(Data extracted from a collection)
= = = =
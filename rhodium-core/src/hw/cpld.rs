//! Daughterboard CPLD: attenuators, RF switches and LO routing
//!
//! The CPLD owns every control line on the board that is not part of an LO
//! synthesizer. Registers are 16 bits wide; the driver keeps a shadow copy
//! of each so single fields can be changed without a read-modify-write on
//! the bus.

use std::collections::HashMap;
use std::sync::{Mutex, MutexGuard, PoisonError};

use super::spi::{ReadFn, WriteFn};
use super::HardwareError;
use crate::types::{Direction, LoSource, LoStage};

/// CPLD register addresses
mod reg {
    pub const SIGNATURE: u8 = 0x00;
    pub const STATUS: u8 = 0x01;
    pub const RF_GAIN_TX: u8 = 0x20;
    pub const RF_GAIN_RX: u8 = 0x21;
    pub const LO_GAIN_TX: u8 = 0x22;
    pub const LO_GAIN_RX: u8 = 0x23;
    pub const LO2_POWER: u8 = 0x24;
    pub const RF_SWITCH_TX: u8 = 0x30;
    pub const RF_SWITCH_RX: u8 = 0x31;
    pub const LO_CTRL: u8 = 0x32;
}

const READ_FLAG: u32 = 1 << 23;
const STATUS_LO2_LOCKED: u16 = 1 << 0;

/// A bit field within one register
#[derive(Debug, Clone, Copy)]
struct Field {
    reg: u8,
    shift: u8,
    width: u8,
}

impl Field {
    const fn new(reg: u8, shift: u8, width: u8) -> Self {
        Field { reg, shift, width }
    }

    fn mask(&self) -> u16 {
        (((1u32 << self.width) - 1) << self.shift) as u16
    }

    fn apply(&self, current: u16, value: u16) -> u16 {
        (current & !self.mask()) | ((value << self.shift) & self.mask())
    }

    fn max(&self) -> u16 {
        ((1u32 << self.width) - 1) as u16
    }
}

/// Which half of the RF chain a signal passes through
#[derive(Debug, Clone, Copy, PartialEq, Eq)]
pub enum Band {
    /// Mixed down through the fixed LO2
    Lowband,
    /// Tuned by LO1 directly
    Highband,
}

fn rf_gain(dir: Direction) -> Field {
    match dir {
        Direction::Tx => Field::new(reg::RF_GAIN_TX, 0, 6),
        Direction::Rx => Field::new(reg::RF_GAIN_RX, 0, 6),
    }
}

fn lo_gain(dir: Direction, stage: LoStage) -> Field {
    let reg = match dir {
        Direction::Tx => reg::LO_GAIN_TX,
        Direction::Rx => reg::LO_GAIN_RX,
    };
    match stage {
        LoStage::Lo1 => Field::new(reg, 0, 5),
        LoStage::Lo2 => Field::new(reg, 5, 5),
    }
}

fn lo2_power(dir: Direction) -> Field {
    match dir {
        Direction::Tx => Field::new(reg::LO2_POWER, 0, 6),
        Direction::Rx => Field::new(reg::LO2_POWER, 6, 6),
    }
}

fn rf_switch(dir: Direction) -> u8 {
    match dir {
        Direction::Tx => reg::RF_SWITCH_TX,
        Direction::Rx => reg::RF_SWITCH_RX,
    }
}

fn antenna(dir: Direction) -> Field {
    Field::new(rf_switch(dir), 0, 2)
}

fn band(dir: Direction) -> Field {
    Field::new(rf_switch(dir), 4, 1)
}

fn lo_bit(dir: Direction, stage: LoStage) -> u8 {
    (dir.index() * 2 + stage.index()) as u8
}

fn lo_export(dir: Direction, stage: LoStage) -> Field {
    Field::new(reg::LO_CTRL, lo_bit(dir, stage), 1)
}

fn lo_source(dir: Direction, stage: LoStage) -> Field {
    Field::new(reg::LO_CTRL, 4 + lo_bit(dir, stage), 1)
}

/// Driver for the board CPLD
pub struct Cpld {
    write: WriteFn,
    read: ReadFn,
    shadow: Mutex<HashMap<u8, u16>>,
}

impl Cpld {
    pub fn new(write: WriteFn, read: ReadFn) -> Self {
        Cpld {
            write,
            read,
            shadow: Mutex::new(HashMap::new()),
        }
    }

    fn lock(&self) -> MutexGuard<'_, HashMap<u8, u16>> {
        self.shadow.lock().unwrap_or_else(PoisonError::into_inner)
    }

    fn write_field(&self, field: Field, value: u16) -> Result<(), HardwareError> {
        if value > field.max() {
            return Err(HardwareError::Unsupported(format!(
                "value {} does not fit CPLD register 0x{:02x}",
                value, field.reg
            )));
        }
        let mut shadow = self.lock();
        let current = shadow.get(&field.reg).copied().unwrap_or(0);
        let next = field.apply(current, value);
        (self.write)(u32::from(field.reg & 0x7f) << 16 | u32::from(next))?;
        shadow.insert(field.reg, next);
        Ok(())
    }

    fn read_field(&self, field: Field) -> u16 {
        let current = self.lock().get(&field.reg).copied().unwrap_or(0);
        (current & field.mask()) >> field.shift
    }

    fn read_reg(&self, addr: u8) -> Result<u16, HardwareError> {
        let word = (self.read)(READ_FLAG | u32::from(addr & 0x7f) << 16)?;
        Ok((word & 0xffff) as u16)
    }

    /// Read the signature register straight from the device
    pub fn signature(&self) -> Result<u16, HardwareError> {
        self.read_reg(reg::SIGNATURE)
    }

    /// Lock state of the fixed lowband LO
    pub fn lo2_locked(&self) -> Result<bool, HardwareError> {
        Ok(self.read_reg(reg::STATUS)? & STATUS_LO2_LOCKED != 0)
    }

    /// RF attenuator index, 0..=60
    pub fn set_gain_index(&self, dir: Direction, index: u8) -> Result<(), HardwareError> {
        self.write_field(rf_gain(dir), u16::from(index))
    }

    pub fn gain_index(&self, dir: Direction) -> u8 {
        self.read_field(rf_gain(dir)) as u8
    }

    /// LO attenuator index, 0..=30
    pub fn set_lo_gain(&self, dir: Direction, stage: LoStage, index: u8) -> Result<(), HardwareError> {
        self.write_field(lo_gain(dir, stage), u16::from(index))
    }

    pub fn lo_gain(&self, dir: Direction, stage: LoStage) -> u8 {
        self.read_field(lo_gain(dir, stage)) as u8
    }

    /// Output level of the fixed lowband LO
    pub fn set_lo2_power(&self, dir: Direction, power: u8) -> Result<(), HardwareError> {
        self.write_field(lo2_power(dir), u16::from(power))
    }

    pub fn lo2_power(&self, dir: Direction) -> u8 {
        self.read_field(lo2_power(dir)) as u8
    }

    pub fn set_antenna(&self, dir: Direction, switch: u8) -> Result<(), HardwareError> {
        self.write_field(antenna(dir), u16::from(switch))
    }

    pub fn antenna(&self, dir: Direction) -> u8 {
        self.read_field(antenna(dir)) as u8
    }

    pub fn set_band(&self, dir: Direction, selected: Band) -> Result<(), HardwareError> {
        let bit = match selected {
            Band::Highband => 0,
            Band::Lowband => 1,
        };
        self.write_field(band(dir), bit)
    }

    pub fn band(&self, dir: Direction) -> Band {
        if self.read_field(band(dir)) == 1 {
            Band::Lowband
        } else {
            Band::Highband
        }
    }

    pub fn set_lo_export(&self, dir: Direction, stage: LoStage, enabled: bool) -> Result<(), HardwareError> {
        self.write_field(lo_export(dir, stage), u16::from(enabled))
    }

    pub fn lo_export(&self, dir: Direction, stage: LoStage) -> bool {
        self.read_field(lo_export(dir, stage)) == 1
    }

    pub fn set_lo_source(&self, dir: Direction, stage: LoStage, source: LoSource) -> Result<(), HardwareError> {
        let bit = match source {
            LoSource::Internal => 0,
            LoSource::External => 1,
        };
        self.write_field(lo_source(dir, stage), bit)
    }

    pub fn lo_source(&self, dir: Direction, stage: LoStage) -> LoSource {
        if self.read_field(lo_source(dir, stage)) == 1 {
            LoSource::External
        } else {
            LoSource::Internal
        }
    }
}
= = = =
### What the task asks
Pull every line containing "shadow" from the entries above and copy it.

### Answer to the exercise
//! synthesizer. Registers are 16 bits wide; the driver keeps a shadow copy
    shadow: Mutex<HashMap<u8, u16>>,
            shadow: Mutex::new(HashMap::new()),
        self.shadow.lock().unwrap_or_else(PoisonError::into_inner)
        let mut shadow = self.lock();
        let current = shadow.get(&field.reg).copied().unwrap_or(0);
        shadow.insert(field.reg, next);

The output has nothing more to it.